TASK DIRECTIONS:
Please copy out each line of the listing that contains the word "CountReply".

* * * * * * * * *

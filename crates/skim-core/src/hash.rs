//! Content hashes recorded in run manifests.

use ::serde::Serialize;
use sha2::{Digest, Sha256};

use crate::errors::SkimError;
use crate::serde::to_canonical_json_bytes;

/// Hex SHA-256 of the canonical JSON form of `value`.
pub fn stable_hash_string<T: Serialize>(value: &T) -> Result<String, SkimError> {
    let digest = Sha256::digest(to_canonical_json_bytes(value)?);
    Ok(format!("{digest:x}"))
}

/// Hex SHA-256 of raw bytes, used for calibration files.
pub fn bytes_hash_string(bytes: &[u8]) -> String {
    format!("{:x}", Sha256::digest(bytes))
}
#[async_trait]
impl RemoteApi for FakeRemote {
    async fn create_link(
        &self,
        _url: &str,
        custom_alias: Option<&str>,
    ) -> Result<CreatedLink, RemoteError> {
        self.calls.fetch_add(1, Ordering::SeqCst);
        let code = match custom_alias {
            Some(alias) => alias.to_string(),
            None => format!("c{}", self.next_code.fetch_add(1, Ordering::SeqCst)),
        };
        self.set(&code, CountReply::Visits(0));
        Ok(CreatedLink {
            short_code: code,
            expires_at: Some(1_900_000_000),
        })
    }

    async fn visit_count(&self, short_code: &str) -> Result<LinkCount, RemoteError> {
        self.calls.fetch_add(1, Ordering::SeqCst);
        let reply = self.counts.lock().unwrap().get(short_code).copied();
        if let Some(CountReply::SlowFailThen(n)) = reply {
            self.set(short_code, CountReply::Visits(n));
            tokio::time::sleep(std::time::Duration::from_millis(200)).await;
            return Err(RemoteError::Network("request timed out".into()));
        }
        match reply {
            Some(CountReply::Visits(n)) => Ok(LinkCount {
                short_code: short_code.to_string(),
                original_url: format!("https://example.com/{short_code}"),
                visit_count: n,
            }),
            Some(CountReply::Gone) | None => Err(RemoteError::NotFound),
            Some(CountReply::TimedOut) => {
                tokio::time::sleep(std::time::Duration::from_millis(30)).await;
                Err(RemoteError::Network("request timed out".into()))
            }
            Some(CountReply::Broken) | Some(CountReply::SlowFailThen(_)) => {
                Err(RemoteError::Server {
                    status: 500,
                    message: "internal error".into(),
                })
            }
        }
    }

    async fn detailed_range(
        &self,
        _short_code: &str,
        from: NaiveDate,
        to: NaiveDate,
    ) -> Result<DetailedRange, RemoteError> {
        self.ranges.lock().unwrap().push((from, to));
        if self.detail_down {
            return Err(RemoteError::Network("connection reset".into()));
        }
        let daily_clicks = self
            .daily
            .iter()
            .filter_map(|&(back, n)| {
                let day = to.checked_sub_days(Days::new(back))?;
                Some((day.format("%Y-%m-%d").to_string(), n))
            })
            .collect();
        Ok(DetailedRange {
            daily_clicks,
            mobile_percentage: self.mobile_percentage,
        })
    }

    async fn recent_clicks(
        &self,
        _short_code: &str,
        _limit: usize,
    ) -> Result<Vec<ClickSample>, RemoteError> {
        Ok(self.clicks.clone())
    }

    fn short_url(&self, short_code: &str) -> String {
        format!("https://sho.rt/s/{short_code}")
    }
}

/// Records create/destroy calls in order.
#[derive(Default)]
struct RecordingSurface {
    events: Mutex<Vec<String>>,
    next: AtomicUsize,
}

impl ChartSurface for RecordingSurface {
    fn create(&self, short_code: &str, series: &DailySeries) -> ChartHandle {
        let id = self.next.fetch_add(1, Ordering::SeqCst) as u64 + 1;
        self.events
            .lock()
            .unwrap()
            .push(format!("create:{id}:{short_code}:{}", series.len()));
        ChartHandle(id)
    }

    fn destroy(&self, handle: ChartHandle) {
        self.events.lock().unwrap().push(format!("destroy:{}", handle.0));
    }
}

fn open_context(dir: &Path, remote: Arc<FakeRemote>, surface: Arc<RecordingSurface>) -> AppContext {
    let slot = SqliteSlot::open(dir).expect("open sqlite slot");
    AppContext::new(ClientSettings::default(), remote, Box::new(slot), surface)
}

* * * * * * * * *

RESPONSE TO THIS EXERCISE:
        self.set(&code, CountReply::Visits(0));
        if let Some(CountReply::SlowFailThen(n)) = reply {
            self.set(short_code, CountReply::Visits(n));
            Some(CountReply::Visits(n)) => Ok(LinkCount {
            Some(CountReply::Gone) | None => Err(RemoteError::NotFound),
            Some(CountReply::TimedOut) => {
            Some(CountReply::Broken) | Some(CountReply::SlowFailThen(_)) => {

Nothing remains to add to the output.